• YOUR TASK: Only one stretch of the records below is wanted: the lines from the one holding "pub const CONTINENT_HIGHLIGHT: Color32" through the one holding "assert_eq!(colors.len(), 6);". Return it exactly, both ends included.

• EXTRACTED DATA:

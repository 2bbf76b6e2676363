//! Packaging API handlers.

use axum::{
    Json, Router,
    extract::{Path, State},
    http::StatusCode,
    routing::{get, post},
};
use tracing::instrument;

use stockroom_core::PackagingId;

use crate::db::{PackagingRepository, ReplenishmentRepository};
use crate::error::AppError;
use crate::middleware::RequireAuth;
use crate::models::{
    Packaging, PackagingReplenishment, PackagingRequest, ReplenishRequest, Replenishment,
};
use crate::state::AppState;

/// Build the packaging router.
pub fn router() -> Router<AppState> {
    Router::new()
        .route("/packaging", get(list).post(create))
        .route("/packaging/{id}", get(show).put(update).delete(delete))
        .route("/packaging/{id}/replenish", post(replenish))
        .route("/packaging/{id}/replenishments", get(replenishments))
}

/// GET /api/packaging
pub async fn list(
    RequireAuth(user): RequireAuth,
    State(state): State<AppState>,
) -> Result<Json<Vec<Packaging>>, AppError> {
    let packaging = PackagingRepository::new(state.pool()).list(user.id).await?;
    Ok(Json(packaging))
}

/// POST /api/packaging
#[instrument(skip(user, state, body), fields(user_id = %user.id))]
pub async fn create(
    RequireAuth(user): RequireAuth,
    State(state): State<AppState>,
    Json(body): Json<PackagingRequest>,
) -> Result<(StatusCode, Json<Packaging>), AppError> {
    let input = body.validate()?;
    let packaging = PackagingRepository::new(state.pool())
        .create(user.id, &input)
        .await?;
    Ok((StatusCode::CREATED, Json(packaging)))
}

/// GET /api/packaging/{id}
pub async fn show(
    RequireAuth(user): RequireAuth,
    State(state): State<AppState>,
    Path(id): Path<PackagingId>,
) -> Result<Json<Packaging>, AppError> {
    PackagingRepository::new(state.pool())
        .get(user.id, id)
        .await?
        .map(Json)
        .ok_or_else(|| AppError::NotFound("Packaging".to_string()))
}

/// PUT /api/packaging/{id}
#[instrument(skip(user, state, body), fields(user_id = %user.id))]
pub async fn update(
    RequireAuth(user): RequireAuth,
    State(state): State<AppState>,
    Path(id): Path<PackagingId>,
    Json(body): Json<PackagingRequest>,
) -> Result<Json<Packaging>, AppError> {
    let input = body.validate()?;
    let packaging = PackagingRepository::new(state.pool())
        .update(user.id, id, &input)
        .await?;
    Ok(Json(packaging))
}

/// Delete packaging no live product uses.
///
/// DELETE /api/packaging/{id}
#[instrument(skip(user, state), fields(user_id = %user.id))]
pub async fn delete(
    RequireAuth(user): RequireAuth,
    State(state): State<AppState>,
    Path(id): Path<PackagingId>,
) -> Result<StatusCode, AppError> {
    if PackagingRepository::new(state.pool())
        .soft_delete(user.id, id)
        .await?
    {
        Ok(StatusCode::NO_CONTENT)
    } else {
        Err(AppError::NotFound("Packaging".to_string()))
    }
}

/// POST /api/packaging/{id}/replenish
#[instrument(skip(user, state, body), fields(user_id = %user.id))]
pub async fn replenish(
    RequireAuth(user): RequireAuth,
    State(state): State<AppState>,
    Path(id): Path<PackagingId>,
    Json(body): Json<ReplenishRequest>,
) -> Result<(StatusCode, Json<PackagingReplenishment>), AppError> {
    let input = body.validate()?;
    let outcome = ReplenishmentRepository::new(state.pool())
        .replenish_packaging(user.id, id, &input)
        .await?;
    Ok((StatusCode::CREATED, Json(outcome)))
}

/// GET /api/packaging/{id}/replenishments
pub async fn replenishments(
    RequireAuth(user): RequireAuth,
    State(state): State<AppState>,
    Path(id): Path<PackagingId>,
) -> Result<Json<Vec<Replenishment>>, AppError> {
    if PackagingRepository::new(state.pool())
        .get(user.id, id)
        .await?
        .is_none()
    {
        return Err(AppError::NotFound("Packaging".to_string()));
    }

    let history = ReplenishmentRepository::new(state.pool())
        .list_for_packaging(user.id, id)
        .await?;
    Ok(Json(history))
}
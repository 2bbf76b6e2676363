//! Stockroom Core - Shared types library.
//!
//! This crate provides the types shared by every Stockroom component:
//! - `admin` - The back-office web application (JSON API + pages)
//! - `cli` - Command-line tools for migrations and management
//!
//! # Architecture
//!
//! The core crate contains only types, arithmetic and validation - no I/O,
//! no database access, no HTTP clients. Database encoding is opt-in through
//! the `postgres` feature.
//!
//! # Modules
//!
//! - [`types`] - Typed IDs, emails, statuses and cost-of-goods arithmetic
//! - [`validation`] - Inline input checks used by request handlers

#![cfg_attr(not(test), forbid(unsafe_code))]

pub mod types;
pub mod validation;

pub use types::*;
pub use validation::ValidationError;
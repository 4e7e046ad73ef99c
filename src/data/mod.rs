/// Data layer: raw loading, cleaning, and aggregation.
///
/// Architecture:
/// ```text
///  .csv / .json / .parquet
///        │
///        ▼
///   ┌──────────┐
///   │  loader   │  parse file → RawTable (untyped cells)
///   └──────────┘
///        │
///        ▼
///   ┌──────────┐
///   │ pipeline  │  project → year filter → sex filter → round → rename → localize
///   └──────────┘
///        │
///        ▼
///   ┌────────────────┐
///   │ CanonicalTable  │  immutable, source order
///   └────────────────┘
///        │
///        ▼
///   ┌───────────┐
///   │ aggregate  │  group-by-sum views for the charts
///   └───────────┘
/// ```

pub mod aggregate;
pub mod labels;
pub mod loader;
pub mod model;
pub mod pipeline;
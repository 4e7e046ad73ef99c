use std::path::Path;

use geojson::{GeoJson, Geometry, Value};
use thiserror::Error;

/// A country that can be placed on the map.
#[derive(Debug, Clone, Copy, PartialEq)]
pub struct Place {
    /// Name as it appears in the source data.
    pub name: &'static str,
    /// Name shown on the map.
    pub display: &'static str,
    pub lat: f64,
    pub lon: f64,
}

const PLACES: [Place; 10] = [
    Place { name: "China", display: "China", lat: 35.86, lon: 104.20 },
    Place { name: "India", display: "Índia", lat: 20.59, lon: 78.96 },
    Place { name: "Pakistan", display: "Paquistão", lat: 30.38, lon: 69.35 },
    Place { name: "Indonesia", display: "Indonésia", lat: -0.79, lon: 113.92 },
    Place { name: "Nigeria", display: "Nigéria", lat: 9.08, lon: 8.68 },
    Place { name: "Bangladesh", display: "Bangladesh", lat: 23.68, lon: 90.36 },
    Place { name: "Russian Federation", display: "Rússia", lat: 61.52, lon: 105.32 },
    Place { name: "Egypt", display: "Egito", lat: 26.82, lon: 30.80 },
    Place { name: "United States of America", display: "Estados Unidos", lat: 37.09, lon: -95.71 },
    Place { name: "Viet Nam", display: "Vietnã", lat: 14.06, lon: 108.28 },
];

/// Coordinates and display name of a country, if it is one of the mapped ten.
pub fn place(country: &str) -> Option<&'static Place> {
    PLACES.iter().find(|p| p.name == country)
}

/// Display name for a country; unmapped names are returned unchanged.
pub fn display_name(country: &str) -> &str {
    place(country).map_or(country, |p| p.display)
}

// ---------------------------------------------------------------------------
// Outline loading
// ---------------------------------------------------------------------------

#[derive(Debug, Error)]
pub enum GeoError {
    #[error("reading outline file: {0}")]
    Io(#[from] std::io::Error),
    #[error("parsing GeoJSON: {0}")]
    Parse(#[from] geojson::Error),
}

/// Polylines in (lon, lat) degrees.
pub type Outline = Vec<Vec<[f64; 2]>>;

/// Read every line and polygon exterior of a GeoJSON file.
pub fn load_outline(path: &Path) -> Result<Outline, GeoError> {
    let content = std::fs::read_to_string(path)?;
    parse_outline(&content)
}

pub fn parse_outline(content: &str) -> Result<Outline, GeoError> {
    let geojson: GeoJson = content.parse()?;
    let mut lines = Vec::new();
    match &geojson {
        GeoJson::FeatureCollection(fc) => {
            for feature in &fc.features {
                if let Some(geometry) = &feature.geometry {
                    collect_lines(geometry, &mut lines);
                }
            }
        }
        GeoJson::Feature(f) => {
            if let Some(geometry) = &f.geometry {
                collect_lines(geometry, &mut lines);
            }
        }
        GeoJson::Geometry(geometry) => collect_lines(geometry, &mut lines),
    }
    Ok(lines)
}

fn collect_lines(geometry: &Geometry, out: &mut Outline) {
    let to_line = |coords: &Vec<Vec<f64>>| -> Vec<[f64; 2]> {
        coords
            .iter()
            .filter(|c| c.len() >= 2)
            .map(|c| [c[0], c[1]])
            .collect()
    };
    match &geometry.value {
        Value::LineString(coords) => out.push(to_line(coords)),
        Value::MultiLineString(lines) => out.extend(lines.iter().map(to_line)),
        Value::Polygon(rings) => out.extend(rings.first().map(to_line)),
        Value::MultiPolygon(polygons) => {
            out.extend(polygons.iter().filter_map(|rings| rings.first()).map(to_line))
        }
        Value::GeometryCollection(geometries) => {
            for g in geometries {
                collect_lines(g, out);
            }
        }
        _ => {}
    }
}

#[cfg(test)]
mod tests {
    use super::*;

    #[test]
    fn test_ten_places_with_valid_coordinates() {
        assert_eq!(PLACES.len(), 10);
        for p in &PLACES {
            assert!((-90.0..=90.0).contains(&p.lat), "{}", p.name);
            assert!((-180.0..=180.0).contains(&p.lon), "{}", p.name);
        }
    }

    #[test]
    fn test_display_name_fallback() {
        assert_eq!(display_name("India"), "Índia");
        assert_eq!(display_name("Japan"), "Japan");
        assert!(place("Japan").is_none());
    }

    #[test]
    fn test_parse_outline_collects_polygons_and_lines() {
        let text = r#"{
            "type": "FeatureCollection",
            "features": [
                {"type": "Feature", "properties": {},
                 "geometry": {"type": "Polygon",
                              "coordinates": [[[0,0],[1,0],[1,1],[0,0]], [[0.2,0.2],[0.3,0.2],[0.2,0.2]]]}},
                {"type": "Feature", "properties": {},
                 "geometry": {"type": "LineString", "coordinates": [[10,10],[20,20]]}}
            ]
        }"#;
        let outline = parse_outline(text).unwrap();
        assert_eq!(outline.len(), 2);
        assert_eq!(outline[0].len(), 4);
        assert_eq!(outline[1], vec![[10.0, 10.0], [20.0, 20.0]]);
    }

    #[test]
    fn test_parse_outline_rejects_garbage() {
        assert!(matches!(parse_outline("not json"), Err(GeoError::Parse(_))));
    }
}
* * *
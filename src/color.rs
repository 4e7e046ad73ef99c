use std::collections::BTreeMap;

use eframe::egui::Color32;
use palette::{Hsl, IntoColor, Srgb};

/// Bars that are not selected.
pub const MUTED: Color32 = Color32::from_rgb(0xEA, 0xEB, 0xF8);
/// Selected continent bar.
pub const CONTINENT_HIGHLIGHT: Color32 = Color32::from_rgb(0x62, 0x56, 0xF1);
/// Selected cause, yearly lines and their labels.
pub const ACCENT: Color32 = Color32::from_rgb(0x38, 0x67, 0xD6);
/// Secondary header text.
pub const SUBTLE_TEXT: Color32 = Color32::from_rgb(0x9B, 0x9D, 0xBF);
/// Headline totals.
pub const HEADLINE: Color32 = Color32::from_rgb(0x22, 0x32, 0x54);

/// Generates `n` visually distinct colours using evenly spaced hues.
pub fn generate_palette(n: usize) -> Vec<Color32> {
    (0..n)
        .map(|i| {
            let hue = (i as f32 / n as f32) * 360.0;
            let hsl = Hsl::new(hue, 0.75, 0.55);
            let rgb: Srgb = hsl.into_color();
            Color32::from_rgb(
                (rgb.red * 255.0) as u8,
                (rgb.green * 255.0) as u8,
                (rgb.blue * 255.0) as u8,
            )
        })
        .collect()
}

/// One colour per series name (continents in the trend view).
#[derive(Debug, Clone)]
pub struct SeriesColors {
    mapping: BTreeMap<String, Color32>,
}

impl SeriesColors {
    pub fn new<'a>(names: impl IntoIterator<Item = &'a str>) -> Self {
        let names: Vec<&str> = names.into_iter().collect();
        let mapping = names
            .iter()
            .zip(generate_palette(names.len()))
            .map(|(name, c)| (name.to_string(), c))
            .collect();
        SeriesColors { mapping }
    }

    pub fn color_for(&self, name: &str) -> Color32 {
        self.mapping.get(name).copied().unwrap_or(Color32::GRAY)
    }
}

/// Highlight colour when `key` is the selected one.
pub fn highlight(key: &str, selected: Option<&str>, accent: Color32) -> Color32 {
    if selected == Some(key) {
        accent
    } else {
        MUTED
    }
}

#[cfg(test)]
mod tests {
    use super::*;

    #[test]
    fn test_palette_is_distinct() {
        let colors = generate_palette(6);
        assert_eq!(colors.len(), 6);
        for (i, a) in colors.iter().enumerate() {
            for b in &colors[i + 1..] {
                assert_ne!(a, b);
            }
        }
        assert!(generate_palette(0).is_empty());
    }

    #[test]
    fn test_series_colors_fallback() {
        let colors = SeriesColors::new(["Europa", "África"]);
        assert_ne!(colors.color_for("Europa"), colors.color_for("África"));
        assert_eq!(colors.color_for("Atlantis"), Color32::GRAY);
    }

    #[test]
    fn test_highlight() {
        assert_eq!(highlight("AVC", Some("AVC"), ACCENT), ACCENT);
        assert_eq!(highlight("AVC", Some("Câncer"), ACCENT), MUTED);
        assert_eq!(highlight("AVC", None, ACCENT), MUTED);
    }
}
--
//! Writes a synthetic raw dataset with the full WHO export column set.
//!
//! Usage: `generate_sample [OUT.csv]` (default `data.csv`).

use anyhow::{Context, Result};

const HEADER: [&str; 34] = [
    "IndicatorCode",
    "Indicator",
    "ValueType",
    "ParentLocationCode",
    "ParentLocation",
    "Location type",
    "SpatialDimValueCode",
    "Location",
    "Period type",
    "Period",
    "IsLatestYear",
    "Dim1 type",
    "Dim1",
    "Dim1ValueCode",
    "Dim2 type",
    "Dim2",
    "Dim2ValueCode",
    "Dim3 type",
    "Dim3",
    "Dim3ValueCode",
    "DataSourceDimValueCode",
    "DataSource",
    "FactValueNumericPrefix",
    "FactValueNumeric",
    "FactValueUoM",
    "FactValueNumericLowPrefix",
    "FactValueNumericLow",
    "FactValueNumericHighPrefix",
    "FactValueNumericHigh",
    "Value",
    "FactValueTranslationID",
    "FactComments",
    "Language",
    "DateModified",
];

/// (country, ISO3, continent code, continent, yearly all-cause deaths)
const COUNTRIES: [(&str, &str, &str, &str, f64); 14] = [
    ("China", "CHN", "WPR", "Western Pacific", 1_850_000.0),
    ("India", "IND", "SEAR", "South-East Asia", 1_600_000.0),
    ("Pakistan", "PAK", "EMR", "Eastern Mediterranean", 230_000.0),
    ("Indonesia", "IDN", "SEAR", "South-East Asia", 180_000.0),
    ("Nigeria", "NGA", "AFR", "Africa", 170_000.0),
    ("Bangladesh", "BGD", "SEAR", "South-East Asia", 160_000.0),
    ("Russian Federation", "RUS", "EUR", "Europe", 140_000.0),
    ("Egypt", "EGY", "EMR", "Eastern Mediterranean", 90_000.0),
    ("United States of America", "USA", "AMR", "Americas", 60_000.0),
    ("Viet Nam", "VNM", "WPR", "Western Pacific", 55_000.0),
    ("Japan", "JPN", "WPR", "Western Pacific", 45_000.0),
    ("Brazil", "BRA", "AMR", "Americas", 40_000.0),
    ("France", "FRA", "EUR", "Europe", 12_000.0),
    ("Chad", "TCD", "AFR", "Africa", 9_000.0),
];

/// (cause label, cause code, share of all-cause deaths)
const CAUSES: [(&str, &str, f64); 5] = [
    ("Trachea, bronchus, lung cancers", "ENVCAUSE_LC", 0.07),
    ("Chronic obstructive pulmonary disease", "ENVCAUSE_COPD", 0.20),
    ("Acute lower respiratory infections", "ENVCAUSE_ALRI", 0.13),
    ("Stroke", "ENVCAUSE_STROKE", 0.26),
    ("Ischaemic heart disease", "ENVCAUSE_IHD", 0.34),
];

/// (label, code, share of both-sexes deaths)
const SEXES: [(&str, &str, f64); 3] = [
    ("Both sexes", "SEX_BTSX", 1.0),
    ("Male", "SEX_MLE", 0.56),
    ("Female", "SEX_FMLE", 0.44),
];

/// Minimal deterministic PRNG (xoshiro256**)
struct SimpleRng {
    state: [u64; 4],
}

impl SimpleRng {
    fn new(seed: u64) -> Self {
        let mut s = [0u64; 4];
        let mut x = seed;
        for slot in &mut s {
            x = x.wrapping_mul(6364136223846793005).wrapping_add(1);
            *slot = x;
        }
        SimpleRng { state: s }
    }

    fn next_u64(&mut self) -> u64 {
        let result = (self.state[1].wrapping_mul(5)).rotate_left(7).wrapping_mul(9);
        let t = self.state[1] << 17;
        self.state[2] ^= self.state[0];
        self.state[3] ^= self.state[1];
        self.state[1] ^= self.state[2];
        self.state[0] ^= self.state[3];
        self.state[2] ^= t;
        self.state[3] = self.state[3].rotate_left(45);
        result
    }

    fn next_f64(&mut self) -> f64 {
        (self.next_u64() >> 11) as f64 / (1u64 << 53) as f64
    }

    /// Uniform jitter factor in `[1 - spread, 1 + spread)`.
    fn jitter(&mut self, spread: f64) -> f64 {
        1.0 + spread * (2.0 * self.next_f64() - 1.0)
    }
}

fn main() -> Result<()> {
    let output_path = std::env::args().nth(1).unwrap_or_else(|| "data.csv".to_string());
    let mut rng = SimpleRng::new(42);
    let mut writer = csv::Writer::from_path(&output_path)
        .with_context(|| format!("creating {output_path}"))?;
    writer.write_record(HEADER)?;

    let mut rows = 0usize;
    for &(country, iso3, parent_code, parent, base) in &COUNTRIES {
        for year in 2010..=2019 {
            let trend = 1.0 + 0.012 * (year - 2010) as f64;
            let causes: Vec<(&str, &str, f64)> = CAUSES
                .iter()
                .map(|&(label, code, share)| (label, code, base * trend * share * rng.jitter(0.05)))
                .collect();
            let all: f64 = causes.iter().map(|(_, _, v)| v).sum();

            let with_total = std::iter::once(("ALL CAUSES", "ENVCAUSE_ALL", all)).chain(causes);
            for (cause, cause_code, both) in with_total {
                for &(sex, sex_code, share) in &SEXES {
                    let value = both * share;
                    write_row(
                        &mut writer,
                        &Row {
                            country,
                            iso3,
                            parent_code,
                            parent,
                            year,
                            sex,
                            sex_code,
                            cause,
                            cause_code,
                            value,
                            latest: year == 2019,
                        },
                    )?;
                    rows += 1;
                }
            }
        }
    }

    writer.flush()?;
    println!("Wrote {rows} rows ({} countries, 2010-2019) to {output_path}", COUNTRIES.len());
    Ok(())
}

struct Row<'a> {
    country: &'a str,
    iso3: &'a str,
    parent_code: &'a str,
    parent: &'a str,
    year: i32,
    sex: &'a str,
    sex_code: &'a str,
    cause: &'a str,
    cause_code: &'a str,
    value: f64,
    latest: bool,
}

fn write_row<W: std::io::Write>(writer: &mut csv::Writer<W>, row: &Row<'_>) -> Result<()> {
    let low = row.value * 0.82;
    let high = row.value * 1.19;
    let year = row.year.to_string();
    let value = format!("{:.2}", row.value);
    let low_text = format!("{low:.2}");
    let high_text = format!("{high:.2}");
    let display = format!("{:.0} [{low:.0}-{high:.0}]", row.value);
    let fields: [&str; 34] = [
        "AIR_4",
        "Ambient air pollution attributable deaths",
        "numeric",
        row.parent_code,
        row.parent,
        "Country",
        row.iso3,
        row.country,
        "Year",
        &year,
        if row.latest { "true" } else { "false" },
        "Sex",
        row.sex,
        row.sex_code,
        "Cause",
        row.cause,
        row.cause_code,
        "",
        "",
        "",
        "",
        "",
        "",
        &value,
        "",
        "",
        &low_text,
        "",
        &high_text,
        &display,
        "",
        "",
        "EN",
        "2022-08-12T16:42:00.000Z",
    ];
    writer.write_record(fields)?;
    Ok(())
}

• RESPONSE FOR THIS EXERCISE:
pub const CONTINENT_HIGHLIGHT: Color32 = Color32::from_rgb(0x62, 0x56, 0xF1);
/// Selected cause, yearly lines and their labels.
pub const ACCENT: Color32 = Color32::from_rgb(0x38, 0x67, 0xD6);
/// Secondary header text.
pub const SUBTLE_TEXT: Color32 = Color32::from_rgb(0x9B, 0x9D, 0xBF);
/// Headline totals.
pub const HEADLINE: Color32 = Color32::from_rgb(0x22, 0x32, 0x54);

/// Generates `n` visually distinct colours using evenly spaced hues.
pub fn generate_palette(n: usize) -> Vec<Color32> {
    (0..n)
        .map(|i| {
            let hue = (i as f32 / n as f32) * 360.0;
            let hsl = Hsl::new(hue, 0.75, 0.55);
            let rgb: Srgb = hsl.into_color();
            Color32::from_rgb(
                (rgb.red * 255.0) as u8,
                (rgb.green * 255.0) as u8,
                (rgb.blue * 255.0) as u8,
            )
        })
        .collect()
}

/// One colour per series name (continents in the trend view).
#[derive(Debug, Clone)]
pub struct SeriesColors {
    mapping: BTreeMap<String, Color32>,
}

impl SeriesColors {
    pub fn new<'a>(names: impl IntoIterator<Item = &'a str>) -> Self {
        let names: Vec<&str> = names.into_iter().collect();
        let mapping = names
            .iter()
            .zip(generate_palette(names.len()))
            .map(|(name, c)| (name.to_string(), c))
            .collect();
        SeriesColors { mapping }
    }

    pub fn color_for(&self, name: &str) -> Color32 {
        self.mapping.get(name).copied().unwrap_or(Color32::GRAY)
    }
}

/// Highlight colour when `key` is the selected one.
pub fn highlight(key: &str, selected: Option<&str>, accent: Color32) -> Color32 {
    if selected == Some(key) {
        accent
    } else {
        MUTED
    }
}

#[cfg(test)]
mod tests {
    use super::*;

    #[test]
    fn test_palette_is_distinct() {
        let colors = generate_palette(6);
        assert_eq!(colors.len(), 6);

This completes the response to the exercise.